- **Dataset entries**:
____

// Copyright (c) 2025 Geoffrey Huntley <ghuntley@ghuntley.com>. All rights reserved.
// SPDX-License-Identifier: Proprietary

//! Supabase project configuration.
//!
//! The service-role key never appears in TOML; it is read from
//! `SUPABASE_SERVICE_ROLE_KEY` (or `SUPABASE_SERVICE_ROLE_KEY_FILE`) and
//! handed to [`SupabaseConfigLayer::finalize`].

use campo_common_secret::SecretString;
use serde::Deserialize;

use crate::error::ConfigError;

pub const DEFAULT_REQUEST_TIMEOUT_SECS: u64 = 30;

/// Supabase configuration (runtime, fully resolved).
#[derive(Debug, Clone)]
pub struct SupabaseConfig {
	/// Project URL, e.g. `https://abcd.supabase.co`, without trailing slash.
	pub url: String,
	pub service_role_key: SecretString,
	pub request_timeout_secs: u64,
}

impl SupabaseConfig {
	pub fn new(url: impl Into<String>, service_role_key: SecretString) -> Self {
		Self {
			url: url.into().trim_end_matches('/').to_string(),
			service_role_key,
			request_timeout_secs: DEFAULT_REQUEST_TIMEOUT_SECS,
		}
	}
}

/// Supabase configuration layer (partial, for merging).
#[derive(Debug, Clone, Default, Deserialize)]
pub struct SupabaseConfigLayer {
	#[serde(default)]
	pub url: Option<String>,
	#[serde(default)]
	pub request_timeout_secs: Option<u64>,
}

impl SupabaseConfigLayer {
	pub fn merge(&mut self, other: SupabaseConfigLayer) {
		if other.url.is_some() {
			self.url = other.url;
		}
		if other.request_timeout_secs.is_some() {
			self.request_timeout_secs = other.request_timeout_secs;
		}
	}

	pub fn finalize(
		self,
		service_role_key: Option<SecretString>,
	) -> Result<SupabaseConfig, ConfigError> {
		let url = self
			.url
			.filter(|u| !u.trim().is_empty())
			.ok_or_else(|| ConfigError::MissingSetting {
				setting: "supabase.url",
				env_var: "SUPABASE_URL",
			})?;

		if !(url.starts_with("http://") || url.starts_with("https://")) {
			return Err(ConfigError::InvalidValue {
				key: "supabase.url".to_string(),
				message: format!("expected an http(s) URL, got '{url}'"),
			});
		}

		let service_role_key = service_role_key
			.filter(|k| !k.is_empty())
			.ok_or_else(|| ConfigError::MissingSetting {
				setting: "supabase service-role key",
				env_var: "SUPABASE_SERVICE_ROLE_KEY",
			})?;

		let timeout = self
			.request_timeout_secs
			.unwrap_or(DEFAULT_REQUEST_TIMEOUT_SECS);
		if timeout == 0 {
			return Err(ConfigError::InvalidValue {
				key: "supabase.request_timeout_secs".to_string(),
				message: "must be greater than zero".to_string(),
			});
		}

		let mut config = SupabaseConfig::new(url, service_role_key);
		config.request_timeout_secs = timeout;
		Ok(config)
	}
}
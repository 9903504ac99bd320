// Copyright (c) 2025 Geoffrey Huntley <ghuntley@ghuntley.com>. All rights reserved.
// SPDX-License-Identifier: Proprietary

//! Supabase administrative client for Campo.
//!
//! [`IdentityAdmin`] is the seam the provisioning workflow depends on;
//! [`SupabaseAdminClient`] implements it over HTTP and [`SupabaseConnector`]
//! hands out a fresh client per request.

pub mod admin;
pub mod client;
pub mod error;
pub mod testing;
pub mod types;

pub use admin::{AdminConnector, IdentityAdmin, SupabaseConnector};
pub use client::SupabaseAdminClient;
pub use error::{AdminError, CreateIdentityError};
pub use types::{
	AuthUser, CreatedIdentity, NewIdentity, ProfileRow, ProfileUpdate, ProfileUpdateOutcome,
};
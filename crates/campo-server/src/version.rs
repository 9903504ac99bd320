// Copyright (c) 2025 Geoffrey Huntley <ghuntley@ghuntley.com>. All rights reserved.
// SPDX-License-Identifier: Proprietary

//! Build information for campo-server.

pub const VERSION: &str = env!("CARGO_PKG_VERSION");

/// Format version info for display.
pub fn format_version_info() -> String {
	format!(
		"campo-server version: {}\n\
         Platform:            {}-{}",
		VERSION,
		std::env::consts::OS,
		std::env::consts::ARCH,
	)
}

____

- **WHAT TO WORK ON**: Reproduce every entry exactly, with nothing added or dropped.

- **WRITTEN REPLY**:
// Copyright (c) 2025 Geoffrey Huntley <ghuntley@ghuntley.com>. All rights reserved.
// SPDX-License-Identifier: Proprietary

//! Supabase project configuration.
//!
//! The service-role key never appears in TOML; it is read from
//! `SUPABASE_SERVICE_ROLE_KEY` (or `SUPABASE_SERVICE_ROLE_KEY_FILE`) and
//! handed to [`SupabaseConfigLayer::finalize`].

use campo_common_secret::SecretString;
use serde::Deserialize;

use crate::error::ConfigError;

pub const DEFAULT_REQUEST_TIMEOUT_SECS: u64 = 30;

/// Supabase configuration (runtime, fully resolved).
#[derive(Debug, Clone)]
pub struct SupabaseConfig {
	/// Project URL, e.g. `https://abcd.supabase.co`, without trailing slash.
	pub url: String,
	pub service_role_key: SecretString,
	pub request_timeout_secs: u64,
}

impl SupabaseConfig {
	pub fn new(url: impl Into<String>, service_role_key: SecretString) -> Self {
		Self {
			url: url.into().trim_end_matches('/').to_string(),
			service_role_key,
			request_timeout_secs: DEFAULT_REQUEST_TIMEOUT_SECS,
		}
	}
}

/// Supabase configuration layer (partial, for merging).
#[derive(Debug, Clone, Default, Deserialize)]
pub struct SupabaseConfigLayer {
	#[serde(default)]
	pub url: Option<String>,
	#[serde(default)]
	pub request_timeout_secs: Option<u64>,
}

impl SupabaseConfigLayer {
	pub fn merge(&mut self, other: SupabaseConfigLayer) {
		if other.url.is_some() {
			self.url = other.url;
		}
		if other.request_timeout_secs.is_some() {
			self.request_timeout_secs = other.request_timeout_secs;
		}
	}

	pub fn finalize(
		self,
		service_role_key: Option<SecretString>,
	) -> Result<SupabaseConfig, ConfigError> {
		let url = self
			.url
			.filter(|u| !u.trim().is_empty())
			.ok_or_else(|| ConfigError::MissingSetting {
				setting: "supabase.url",
				env_var: "SUPABASE_URL",
			})?;

		if !(url.starts_with("http://") || url.starts_with("https://")) {
			return Err(ConfigError::InvalidValue {
				key: "supabase.url".to_string(),
				message: format!("expected an http(s) URL, got '{url}'"),
			});
		}

		let service_role_key = service_role_key
			.filter(|k| !k.is_empty())
			.ok_or_else(|| ConfigError::MissingSetting {
				setting: "supabase service-role key",
				env_var: "SUPABASE_SERVICE_ROLE_KEY",
			})?;

		let timeout = self
			.request_timeout_secs
			.unwrap_or(DEFAULT_REQUEST_TIMEOUT_SECS);
		if timeout == 0 {
			return Err(ConfigError::InvalidValue {
				key: "supabase.request_timeout_secs".to_string(),
				message: "must be greater than zero".to_string(),
			});
		}

		let mut config = SupabaseConfig::new(url, service_role_key);
		config.request_timeout_secs = timeout;
		Ok(config)
	}
}
repository 9903504ac99bd320
// Copyright (c) 2025 Geoffrey Huntley <ghuntley@ghuntley.com>. All rights reserved.
// SPDX-License-Identifier: Proprietary

//! Supabase administrative client for Campo.
//!
//! [`IdentityAdmin`] is the seam the provisioning workflow depends on;
//! [`SupabaseAdminClient`] implements it over HTTP and [`SupabaseConnector`]
//! hands out a fresh client per request.

pub mod admin;
pub mod client;
pub mod error;
pub mod testing;
pub mod types;

pub use admin::{AdminConnector, IdentityAdmin, SupabaseConnector};
pub use client::SupabaseAdminClient;
pub use error::{AdminError, CreateIdentityError};
pub use types::{
	AuthUser, CreatedIdentity, NewIdentity, ProfileRow, ProfileUpdate, ProfileUpdateOutcome,
};
filename crates/campo-server/src/version.rs
repository 9903504ac99bd320
// Copyright (c) 2025 Geoffrey Huntley <ghuntley@ghuntley.com>. All rights reserved.
// SPDX-License-Identifier: Proprietary

//! Build information for campo-server.

pub const VERSION: &str = env!("CARGO_PKG_VERSION");

/// Format version info for display.
pub fn format_version_info() -> String {
	format!(
		"campo-server version: {}\n\
         Platform:            {}-{}",
		VERSION,
		std::env::consts::OS,
		std::env::consts::ARCH,
	)
}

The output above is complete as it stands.